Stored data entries

********

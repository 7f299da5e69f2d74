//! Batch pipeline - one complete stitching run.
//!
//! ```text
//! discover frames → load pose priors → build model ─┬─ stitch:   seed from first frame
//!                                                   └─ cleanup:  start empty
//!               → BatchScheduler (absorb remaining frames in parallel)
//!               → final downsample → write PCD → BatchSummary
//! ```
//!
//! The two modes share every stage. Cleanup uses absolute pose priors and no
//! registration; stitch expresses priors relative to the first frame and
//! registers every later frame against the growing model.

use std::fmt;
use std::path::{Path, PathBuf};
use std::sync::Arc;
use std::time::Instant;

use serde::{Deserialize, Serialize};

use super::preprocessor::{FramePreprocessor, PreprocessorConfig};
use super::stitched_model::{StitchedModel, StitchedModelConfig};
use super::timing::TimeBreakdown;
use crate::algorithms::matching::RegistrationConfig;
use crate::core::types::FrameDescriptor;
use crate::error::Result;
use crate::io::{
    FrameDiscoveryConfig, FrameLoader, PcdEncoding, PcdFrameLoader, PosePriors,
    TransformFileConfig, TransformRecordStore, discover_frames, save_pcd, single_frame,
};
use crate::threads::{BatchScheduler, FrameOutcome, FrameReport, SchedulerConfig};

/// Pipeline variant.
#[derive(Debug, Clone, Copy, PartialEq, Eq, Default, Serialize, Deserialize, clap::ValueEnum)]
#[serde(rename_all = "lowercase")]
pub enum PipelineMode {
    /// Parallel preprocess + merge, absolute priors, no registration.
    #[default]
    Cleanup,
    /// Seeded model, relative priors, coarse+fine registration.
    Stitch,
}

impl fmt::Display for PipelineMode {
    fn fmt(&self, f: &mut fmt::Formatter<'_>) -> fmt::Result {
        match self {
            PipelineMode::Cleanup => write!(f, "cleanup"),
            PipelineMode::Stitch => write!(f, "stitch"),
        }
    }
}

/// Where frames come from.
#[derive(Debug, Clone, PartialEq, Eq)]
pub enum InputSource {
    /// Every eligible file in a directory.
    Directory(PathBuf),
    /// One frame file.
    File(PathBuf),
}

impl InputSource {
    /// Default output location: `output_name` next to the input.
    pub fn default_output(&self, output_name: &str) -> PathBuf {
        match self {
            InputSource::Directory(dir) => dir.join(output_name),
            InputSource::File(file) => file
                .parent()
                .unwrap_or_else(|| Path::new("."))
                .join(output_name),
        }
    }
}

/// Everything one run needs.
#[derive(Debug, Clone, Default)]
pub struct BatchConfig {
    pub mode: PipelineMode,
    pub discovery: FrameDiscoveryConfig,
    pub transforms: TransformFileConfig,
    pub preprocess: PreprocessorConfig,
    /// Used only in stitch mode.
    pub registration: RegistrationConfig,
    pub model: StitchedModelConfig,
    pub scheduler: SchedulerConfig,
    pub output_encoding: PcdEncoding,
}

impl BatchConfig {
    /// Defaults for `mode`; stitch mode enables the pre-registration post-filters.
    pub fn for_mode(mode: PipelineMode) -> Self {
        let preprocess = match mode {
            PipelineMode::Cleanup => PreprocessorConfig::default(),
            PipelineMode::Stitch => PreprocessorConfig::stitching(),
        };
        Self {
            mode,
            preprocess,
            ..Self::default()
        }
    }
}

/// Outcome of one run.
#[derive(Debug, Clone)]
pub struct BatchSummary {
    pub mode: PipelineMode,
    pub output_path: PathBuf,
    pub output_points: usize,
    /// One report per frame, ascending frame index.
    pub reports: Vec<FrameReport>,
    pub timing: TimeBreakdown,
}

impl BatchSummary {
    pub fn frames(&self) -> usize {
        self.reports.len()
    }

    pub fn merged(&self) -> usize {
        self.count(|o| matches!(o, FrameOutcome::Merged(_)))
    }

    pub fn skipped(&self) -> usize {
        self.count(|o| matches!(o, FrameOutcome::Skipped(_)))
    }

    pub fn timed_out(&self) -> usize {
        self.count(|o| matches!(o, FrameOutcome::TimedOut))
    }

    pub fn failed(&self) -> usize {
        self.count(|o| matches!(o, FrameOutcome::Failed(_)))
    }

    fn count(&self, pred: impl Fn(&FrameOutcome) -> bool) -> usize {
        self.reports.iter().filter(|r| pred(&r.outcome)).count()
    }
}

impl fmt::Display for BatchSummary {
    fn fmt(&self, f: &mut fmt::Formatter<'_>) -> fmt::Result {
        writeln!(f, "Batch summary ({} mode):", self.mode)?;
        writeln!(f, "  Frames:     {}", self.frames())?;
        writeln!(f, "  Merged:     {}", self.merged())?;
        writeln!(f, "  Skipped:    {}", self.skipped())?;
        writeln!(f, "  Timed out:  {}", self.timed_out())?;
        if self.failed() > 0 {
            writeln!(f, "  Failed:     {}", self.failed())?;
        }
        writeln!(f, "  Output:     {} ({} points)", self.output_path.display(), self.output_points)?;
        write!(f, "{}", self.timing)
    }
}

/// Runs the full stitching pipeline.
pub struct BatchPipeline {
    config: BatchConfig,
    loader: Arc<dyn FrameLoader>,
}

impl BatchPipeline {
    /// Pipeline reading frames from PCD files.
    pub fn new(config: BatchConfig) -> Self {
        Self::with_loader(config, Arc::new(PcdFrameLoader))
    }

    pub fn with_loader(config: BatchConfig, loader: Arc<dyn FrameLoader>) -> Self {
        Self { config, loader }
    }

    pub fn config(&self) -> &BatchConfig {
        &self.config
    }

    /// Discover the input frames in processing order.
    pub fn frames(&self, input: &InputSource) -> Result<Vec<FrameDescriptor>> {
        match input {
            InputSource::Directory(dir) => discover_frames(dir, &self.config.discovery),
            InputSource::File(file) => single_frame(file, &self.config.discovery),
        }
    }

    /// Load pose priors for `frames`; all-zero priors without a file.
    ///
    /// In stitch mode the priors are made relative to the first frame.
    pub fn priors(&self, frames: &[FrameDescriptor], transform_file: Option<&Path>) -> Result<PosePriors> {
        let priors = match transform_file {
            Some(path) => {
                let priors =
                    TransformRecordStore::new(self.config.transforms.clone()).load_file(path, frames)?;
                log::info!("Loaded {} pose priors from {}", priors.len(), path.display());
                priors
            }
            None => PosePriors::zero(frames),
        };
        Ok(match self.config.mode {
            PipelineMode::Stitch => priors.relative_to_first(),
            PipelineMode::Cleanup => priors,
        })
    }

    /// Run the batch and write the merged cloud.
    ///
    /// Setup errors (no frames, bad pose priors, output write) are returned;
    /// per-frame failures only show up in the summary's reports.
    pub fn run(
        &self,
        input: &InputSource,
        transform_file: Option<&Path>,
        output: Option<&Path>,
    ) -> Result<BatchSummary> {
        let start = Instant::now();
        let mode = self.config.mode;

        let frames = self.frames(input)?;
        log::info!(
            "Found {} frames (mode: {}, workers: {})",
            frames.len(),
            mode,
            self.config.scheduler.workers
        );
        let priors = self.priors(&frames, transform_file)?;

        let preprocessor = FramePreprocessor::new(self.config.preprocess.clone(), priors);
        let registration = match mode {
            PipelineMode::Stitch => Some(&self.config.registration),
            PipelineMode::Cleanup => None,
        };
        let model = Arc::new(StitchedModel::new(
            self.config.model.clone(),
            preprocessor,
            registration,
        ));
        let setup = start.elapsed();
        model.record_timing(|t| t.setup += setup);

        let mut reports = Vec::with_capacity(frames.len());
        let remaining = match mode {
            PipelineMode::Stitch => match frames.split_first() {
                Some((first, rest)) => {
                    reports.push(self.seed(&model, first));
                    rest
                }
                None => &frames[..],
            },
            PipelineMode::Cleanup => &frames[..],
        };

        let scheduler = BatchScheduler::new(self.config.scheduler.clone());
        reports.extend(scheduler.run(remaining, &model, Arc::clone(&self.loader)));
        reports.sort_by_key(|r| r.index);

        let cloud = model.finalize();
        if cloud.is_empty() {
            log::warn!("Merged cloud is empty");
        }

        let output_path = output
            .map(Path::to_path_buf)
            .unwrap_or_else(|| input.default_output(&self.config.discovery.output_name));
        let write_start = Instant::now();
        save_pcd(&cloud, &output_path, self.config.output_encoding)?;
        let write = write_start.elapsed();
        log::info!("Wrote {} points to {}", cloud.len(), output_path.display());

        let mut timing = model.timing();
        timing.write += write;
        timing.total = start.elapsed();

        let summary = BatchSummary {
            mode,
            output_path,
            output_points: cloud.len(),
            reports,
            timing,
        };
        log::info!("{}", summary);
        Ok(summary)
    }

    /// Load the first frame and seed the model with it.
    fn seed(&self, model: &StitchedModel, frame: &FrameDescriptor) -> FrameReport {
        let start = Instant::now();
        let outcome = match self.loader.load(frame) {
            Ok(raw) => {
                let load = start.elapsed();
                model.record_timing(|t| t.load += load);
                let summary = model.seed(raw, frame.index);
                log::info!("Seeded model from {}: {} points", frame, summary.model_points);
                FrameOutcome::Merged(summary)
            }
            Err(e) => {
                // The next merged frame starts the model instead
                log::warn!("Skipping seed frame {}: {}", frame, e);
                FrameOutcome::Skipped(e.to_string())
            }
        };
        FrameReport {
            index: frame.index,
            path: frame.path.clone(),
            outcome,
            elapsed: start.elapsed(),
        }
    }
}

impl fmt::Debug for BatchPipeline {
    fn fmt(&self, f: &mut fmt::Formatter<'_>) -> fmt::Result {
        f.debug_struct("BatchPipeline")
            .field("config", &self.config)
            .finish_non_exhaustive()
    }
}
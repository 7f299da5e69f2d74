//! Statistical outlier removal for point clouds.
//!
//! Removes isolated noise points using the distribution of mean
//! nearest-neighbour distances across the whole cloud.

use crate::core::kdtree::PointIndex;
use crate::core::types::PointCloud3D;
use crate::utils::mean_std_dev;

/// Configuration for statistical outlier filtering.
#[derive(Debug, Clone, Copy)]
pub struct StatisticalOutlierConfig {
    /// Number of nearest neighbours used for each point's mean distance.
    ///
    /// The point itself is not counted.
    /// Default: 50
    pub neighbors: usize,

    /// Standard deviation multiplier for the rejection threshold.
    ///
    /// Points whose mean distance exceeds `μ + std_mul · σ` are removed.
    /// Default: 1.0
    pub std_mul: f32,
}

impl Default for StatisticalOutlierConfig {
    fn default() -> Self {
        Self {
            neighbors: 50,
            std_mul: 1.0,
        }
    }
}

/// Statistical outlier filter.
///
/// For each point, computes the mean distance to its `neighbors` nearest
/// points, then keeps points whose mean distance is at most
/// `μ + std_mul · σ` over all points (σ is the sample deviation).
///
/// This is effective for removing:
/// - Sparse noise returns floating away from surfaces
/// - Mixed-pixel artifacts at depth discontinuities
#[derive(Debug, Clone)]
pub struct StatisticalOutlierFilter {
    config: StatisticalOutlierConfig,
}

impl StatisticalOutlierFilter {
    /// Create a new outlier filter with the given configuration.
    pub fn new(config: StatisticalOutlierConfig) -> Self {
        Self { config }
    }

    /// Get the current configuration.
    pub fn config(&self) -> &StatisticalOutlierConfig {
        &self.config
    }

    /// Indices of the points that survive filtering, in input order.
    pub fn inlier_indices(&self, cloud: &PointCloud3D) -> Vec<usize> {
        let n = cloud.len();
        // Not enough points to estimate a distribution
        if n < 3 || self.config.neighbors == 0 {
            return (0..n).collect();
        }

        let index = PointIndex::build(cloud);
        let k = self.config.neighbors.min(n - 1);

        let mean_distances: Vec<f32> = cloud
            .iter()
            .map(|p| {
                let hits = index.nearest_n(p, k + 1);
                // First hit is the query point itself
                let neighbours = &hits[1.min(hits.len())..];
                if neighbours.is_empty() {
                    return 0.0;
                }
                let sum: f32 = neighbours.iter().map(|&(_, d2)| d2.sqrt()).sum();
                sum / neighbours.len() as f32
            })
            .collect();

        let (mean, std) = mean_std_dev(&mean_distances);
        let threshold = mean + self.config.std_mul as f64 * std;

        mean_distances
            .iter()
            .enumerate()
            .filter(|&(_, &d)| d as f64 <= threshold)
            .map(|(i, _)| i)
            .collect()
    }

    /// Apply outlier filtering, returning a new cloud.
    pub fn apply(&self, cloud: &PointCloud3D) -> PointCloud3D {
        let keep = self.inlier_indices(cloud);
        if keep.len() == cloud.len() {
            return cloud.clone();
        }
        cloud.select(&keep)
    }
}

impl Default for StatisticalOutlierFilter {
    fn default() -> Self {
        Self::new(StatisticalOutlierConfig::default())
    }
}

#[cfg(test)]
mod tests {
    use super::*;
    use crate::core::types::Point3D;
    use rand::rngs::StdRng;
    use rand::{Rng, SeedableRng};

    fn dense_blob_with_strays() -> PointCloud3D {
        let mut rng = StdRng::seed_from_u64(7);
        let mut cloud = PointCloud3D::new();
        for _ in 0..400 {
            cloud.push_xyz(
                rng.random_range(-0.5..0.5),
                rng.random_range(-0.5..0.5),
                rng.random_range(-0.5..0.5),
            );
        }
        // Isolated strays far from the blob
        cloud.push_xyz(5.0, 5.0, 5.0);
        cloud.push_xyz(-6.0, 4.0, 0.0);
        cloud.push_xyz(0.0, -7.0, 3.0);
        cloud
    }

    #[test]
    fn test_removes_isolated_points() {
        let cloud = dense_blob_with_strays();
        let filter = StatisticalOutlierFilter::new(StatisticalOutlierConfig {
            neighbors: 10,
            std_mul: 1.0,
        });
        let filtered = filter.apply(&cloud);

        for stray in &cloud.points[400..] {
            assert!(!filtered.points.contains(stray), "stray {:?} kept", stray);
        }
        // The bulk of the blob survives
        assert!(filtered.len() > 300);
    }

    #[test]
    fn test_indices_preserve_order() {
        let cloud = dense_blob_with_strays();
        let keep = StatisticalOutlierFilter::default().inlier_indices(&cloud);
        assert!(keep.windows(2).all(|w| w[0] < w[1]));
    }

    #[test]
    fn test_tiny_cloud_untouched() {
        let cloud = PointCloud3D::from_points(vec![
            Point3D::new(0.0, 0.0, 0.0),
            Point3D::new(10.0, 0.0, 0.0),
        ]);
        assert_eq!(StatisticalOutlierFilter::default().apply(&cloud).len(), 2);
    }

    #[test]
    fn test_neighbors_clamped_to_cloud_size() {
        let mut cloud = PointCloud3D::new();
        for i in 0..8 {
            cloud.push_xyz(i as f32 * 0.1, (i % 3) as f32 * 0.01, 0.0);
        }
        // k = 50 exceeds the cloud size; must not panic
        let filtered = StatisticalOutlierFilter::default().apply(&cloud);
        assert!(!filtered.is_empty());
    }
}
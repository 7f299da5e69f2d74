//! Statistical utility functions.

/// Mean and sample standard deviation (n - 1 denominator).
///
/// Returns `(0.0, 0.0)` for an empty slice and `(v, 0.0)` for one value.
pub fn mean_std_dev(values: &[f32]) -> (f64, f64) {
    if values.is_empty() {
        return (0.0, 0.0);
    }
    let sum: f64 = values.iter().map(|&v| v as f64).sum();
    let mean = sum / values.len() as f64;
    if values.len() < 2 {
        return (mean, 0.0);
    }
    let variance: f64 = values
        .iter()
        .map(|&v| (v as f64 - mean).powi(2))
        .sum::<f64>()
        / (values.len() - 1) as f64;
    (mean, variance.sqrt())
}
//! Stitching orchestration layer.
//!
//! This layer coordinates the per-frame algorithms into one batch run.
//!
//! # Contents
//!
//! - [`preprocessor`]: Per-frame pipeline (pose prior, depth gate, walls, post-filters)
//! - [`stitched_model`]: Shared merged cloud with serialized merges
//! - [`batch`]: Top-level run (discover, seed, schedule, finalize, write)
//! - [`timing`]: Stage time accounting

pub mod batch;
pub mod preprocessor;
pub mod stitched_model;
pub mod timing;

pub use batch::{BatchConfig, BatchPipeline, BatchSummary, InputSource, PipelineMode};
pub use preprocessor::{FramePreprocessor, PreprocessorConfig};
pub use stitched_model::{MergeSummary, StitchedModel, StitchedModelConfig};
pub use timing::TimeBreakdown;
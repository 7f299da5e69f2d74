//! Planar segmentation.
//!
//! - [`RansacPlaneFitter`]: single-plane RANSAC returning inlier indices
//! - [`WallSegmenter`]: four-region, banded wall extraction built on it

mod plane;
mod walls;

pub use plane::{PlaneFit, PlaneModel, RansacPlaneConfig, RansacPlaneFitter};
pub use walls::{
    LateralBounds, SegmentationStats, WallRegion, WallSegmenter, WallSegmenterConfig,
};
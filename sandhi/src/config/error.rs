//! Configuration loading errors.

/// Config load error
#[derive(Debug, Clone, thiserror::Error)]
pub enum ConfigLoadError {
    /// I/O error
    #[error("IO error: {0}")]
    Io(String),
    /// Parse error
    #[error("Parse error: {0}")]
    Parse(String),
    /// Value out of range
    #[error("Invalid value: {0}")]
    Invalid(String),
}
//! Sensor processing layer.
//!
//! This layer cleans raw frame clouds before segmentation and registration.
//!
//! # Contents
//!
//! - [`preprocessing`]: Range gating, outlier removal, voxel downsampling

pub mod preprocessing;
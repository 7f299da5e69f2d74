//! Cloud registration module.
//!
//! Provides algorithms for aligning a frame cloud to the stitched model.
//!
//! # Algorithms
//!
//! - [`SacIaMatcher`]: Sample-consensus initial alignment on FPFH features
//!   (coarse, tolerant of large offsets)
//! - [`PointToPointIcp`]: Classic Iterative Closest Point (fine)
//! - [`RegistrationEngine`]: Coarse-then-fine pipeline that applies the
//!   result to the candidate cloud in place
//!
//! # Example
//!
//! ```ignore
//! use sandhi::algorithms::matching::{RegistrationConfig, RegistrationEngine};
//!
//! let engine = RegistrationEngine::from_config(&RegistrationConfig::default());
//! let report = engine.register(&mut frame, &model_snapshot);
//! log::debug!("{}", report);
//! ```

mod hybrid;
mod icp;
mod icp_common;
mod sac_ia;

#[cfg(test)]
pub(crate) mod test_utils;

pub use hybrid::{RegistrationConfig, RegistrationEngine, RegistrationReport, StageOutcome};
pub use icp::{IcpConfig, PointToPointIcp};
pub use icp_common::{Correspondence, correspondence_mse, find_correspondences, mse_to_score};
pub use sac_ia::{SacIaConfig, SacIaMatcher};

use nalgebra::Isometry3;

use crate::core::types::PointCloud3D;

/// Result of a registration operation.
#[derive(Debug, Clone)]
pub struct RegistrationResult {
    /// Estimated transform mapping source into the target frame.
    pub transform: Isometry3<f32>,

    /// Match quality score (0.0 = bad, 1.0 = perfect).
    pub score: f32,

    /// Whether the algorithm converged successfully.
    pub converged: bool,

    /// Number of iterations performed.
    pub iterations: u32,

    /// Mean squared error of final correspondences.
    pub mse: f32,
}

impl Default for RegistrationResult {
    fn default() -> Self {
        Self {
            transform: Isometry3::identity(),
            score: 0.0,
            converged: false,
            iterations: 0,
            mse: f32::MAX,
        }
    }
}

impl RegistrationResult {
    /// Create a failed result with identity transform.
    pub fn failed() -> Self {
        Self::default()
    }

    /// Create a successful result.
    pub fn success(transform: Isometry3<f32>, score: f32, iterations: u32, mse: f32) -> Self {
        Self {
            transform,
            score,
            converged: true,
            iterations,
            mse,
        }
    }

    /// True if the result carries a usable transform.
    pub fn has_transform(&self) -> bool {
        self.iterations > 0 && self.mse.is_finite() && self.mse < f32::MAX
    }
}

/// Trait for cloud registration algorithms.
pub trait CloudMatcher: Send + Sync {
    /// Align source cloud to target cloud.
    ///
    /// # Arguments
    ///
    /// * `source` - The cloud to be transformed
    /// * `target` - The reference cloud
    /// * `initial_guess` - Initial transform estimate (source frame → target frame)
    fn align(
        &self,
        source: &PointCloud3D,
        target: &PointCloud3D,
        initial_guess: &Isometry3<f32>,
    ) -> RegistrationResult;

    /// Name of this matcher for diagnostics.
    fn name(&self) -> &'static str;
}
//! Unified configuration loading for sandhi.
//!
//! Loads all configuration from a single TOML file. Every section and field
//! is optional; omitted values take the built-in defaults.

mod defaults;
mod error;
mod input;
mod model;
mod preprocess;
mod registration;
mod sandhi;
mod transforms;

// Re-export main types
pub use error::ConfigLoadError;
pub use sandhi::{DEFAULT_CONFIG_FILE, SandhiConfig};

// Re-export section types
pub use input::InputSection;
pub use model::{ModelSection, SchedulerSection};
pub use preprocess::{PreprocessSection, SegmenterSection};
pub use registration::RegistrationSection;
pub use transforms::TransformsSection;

********

Only the lines above from the one with "to the input." up to and including the one with "#[derive(Debug, Clone, Default)]" should be repeated, exactly as written.

    /// Default output location: `output_name` next to the input.
    pub fn default_output(&self, output_name: &str) -> PathBuf {
        match self {
            InputSource::Directory(dir) => dir.join(output_name),
            InputSource::File(file) => file
                .parent()
                .unwrap_or_else(|| Path::new("."))
                .join(output_name),
        }
    }
}

/// Everything one run needs.
#[derive(Debug, Clone, Default)]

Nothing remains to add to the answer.